---- Information provided

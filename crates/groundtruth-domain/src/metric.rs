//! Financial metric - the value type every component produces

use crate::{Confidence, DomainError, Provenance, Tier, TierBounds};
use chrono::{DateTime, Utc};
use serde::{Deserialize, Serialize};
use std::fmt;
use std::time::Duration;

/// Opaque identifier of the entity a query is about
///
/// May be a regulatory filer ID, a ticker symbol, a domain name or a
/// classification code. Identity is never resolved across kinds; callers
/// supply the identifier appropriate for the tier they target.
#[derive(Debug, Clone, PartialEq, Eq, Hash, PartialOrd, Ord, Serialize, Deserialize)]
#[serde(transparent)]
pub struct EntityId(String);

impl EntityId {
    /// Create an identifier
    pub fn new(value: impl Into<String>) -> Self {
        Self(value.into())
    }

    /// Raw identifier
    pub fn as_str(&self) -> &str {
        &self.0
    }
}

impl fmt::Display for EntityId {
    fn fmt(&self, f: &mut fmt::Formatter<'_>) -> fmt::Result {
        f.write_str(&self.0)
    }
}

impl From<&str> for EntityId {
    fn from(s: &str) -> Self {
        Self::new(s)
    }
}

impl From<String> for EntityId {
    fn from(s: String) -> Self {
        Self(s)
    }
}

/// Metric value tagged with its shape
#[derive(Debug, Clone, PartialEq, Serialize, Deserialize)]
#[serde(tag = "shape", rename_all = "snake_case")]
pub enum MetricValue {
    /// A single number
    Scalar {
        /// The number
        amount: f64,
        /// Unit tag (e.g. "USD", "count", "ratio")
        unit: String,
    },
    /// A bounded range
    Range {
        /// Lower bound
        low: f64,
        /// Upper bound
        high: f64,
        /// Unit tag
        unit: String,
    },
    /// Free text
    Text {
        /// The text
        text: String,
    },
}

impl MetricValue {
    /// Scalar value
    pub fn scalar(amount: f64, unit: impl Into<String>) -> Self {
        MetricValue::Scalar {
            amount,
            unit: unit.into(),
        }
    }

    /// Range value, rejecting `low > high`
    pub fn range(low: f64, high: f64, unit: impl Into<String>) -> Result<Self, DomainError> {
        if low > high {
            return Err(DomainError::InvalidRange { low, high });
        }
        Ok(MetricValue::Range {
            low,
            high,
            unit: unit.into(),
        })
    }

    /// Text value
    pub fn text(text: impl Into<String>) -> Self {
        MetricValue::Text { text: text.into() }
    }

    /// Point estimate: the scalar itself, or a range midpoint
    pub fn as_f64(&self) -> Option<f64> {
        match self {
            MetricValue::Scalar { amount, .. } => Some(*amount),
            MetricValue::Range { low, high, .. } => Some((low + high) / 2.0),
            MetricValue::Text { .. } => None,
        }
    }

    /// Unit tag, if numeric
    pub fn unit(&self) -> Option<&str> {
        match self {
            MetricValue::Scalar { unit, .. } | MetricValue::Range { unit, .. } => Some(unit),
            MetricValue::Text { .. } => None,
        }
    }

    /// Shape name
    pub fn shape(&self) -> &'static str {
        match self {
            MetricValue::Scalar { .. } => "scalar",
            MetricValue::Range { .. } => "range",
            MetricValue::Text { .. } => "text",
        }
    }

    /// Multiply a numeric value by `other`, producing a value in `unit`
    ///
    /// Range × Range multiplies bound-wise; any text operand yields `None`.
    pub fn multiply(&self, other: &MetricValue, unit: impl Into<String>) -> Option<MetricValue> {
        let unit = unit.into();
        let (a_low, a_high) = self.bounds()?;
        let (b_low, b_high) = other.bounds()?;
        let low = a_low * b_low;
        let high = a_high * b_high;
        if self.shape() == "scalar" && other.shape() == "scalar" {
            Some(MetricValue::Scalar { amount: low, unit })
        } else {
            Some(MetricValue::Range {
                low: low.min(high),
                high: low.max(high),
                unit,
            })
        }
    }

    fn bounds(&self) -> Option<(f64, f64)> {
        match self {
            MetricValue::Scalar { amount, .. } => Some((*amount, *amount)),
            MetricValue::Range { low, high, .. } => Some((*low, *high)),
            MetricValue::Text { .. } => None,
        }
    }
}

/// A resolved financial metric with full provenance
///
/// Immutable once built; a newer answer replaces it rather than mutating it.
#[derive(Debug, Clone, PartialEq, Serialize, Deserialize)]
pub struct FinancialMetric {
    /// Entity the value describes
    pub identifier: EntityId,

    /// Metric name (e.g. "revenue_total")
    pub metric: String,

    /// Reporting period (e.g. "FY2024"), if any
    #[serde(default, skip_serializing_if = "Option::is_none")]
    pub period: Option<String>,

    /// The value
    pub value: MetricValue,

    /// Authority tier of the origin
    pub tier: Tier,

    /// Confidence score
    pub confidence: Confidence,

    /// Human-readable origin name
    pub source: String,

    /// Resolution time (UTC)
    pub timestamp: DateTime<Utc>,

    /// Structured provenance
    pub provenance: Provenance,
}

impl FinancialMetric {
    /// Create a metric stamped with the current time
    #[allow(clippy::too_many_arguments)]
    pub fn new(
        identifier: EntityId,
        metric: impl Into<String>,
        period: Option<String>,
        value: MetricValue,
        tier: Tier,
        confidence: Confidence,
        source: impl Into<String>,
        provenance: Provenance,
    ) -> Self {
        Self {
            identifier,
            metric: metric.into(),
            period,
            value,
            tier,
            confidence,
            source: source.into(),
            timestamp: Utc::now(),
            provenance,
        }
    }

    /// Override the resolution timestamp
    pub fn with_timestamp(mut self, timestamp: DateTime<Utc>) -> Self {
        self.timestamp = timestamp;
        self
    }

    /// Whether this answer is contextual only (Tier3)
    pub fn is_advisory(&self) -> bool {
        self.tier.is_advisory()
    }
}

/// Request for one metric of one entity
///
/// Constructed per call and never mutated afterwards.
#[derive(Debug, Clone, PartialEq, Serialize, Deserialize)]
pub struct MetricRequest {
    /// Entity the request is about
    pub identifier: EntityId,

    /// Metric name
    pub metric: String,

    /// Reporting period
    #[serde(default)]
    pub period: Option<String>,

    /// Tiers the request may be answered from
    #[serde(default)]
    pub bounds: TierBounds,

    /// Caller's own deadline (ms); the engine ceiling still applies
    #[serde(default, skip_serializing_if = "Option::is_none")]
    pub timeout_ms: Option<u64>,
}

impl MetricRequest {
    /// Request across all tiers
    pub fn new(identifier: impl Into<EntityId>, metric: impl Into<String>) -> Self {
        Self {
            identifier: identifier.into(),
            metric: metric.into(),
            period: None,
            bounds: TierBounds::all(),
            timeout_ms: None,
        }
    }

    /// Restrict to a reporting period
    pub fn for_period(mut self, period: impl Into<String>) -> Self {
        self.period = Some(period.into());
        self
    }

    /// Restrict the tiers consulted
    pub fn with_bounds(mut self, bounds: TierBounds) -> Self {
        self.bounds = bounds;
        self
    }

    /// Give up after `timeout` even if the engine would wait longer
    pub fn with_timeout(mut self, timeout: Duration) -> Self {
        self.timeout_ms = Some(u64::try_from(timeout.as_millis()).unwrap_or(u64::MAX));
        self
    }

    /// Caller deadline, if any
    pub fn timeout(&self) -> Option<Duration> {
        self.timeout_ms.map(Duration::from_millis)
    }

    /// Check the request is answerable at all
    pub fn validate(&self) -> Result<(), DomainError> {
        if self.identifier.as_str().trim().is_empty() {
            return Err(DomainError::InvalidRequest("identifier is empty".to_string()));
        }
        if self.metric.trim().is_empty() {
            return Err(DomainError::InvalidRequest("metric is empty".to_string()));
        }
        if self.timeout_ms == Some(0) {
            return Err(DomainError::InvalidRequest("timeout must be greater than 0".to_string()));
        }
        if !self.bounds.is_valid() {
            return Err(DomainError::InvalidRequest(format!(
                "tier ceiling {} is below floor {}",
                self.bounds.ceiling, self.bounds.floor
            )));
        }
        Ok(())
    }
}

--------
---- Information provided

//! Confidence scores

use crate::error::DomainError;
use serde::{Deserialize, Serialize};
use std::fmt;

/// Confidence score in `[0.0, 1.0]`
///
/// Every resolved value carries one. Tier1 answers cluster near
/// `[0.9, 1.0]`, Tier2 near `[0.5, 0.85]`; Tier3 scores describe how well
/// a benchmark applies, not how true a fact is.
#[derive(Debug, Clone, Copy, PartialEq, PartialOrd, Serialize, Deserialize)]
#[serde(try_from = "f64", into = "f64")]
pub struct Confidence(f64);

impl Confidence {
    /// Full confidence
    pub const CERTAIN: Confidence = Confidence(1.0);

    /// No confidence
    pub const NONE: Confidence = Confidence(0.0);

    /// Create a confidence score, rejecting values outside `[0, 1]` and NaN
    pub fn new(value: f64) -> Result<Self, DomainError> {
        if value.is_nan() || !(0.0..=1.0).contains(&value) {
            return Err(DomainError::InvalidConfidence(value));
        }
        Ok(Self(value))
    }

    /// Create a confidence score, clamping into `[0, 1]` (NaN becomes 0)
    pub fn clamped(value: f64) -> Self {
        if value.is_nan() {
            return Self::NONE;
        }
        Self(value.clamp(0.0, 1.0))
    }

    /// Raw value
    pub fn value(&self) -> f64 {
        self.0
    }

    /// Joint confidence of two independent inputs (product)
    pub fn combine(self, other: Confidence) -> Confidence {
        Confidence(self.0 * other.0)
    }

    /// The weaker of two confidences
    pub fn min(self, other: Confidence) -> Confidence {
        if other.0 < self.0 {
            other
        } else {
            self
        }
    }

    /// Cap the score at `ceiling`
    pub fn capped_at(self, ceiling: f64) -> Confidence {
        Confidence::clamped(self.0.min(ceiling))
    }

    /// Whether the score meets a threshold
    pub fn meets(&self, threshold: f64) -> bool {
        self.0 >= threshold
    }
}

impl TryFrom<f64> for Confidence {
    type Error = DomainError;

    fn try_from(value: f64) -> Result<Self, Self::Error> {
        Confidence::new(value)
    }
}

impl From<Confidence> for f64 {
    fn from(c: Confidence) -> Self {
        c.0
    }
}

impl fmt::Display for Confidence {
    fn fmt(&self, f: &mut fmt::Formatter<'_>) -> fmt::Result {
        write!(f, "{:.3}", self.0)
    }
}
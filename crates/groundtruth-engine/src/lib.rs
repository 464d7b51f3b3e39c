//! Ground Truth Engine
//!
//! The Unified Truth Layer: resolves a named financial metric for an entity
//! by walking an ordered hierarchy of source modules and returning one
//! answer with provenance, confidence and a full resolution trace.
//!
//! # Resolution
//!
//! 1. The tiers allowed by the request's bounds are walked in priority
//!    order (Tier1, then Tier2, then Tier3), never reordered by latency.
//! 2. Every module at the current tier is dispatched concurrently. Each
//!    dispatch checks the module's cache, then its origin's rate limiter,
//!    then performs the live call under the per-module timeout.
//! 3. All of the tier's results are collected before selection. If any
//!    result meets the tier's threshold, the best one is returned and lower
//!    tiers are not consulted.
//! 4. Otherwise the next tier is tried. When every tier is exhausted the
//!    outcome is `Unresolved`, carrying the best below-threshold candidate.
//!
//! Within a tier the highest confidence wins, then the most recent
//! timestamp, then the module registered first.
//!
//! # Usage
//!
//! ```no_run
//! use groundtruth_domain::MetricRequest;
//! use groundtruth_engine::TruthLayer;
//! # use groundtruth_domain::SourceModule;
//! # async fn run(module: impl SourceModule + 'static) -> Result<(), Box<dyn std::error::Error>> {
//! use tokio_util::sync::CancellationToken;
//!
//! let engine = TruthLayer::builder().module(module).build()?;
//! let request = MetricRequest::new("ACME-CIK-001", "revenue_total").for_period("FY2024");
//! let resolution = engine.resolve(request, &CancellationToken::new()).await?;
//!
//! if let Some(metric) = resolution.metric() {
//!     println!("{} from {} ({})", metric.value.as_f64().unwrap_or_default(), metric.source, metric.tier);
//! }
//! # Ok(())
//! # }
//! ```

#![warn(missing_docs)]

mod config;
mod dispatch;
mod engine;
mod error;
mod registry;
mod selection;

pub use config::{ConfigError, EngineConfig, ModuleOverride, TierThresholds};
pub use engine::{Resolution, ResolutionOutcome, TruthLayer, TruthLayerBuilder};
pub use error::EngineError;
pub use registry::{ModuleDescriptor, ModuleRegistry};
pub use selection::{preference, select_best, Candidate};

--------
---- Information provided

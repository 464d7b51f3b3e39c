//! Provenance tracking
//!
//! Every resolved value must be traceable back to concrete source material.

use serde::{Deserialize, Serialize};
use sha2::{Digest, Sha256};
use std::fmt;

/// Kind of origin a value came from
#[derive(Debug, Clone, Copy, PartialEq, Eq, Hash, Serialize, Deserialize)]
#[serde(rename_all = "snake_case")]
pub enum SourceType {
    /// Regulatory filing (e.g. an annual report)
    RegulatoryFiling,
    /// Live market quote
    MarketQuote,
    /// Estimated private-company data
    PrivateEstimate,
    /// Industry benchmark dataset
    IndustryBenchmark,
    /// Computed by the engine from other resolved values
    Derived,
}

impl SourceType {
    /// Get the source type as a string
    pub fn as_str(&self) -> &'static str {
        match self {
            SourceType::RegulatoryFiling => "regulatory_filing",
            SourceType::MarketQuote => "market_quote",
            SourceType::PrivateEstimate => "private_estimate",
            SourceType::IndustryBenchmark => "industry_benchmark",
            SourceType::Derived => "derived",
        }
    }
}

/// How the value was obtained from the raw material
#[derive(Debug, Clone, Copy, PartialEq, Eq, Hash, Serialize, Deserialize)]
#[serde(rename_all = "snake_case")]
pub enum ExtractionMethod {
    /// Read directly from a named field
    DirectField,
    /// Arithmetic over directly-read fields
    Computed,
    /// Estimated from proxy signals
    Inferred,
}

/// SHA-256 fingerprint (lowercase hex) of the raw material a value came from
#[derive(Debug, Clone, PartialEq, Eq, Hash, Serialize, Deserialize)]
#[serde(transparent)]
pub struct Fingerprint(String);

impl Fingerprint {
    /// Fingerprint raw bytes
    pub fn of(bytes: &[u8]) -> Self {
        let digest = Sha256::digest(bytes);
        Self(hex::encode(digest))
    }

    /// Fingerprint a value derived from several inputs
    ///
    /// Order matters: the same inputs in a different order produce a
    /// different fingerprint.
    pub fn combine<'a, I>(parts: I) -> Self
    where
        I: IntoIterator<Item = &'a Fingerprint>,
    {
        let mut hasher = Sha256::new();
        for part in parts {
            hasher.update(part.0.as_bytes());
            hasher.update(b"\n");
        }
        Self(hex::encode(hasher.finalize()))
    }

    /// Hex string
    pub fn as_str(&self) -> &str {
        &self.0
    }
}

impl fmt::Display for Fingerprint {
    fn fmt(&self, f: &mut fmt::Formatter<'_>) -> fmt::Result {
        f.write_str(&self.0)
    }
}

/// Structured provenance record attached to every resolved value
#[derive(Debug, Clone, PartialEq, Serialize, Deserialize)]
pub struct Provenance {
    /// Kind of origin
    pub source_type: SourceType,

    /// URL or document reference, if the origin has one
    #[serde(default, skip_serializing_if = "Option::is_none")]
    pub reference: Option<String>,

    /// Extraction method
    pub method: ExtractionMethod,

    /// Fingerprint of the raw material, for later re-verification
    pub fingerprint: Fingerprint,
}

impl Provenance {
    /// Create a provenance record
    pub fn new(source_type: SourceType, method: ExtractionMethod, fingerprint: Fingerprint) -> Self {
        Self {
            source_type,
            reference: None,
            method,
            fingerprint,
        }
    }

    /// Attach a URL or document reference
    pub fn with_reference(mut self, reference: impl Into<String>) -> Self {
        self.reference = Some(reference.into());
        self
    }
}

--------

• [Assignment] Examine each line of the listing for the word "inputs" and state only how many lines contain it.

• [Answer below] 3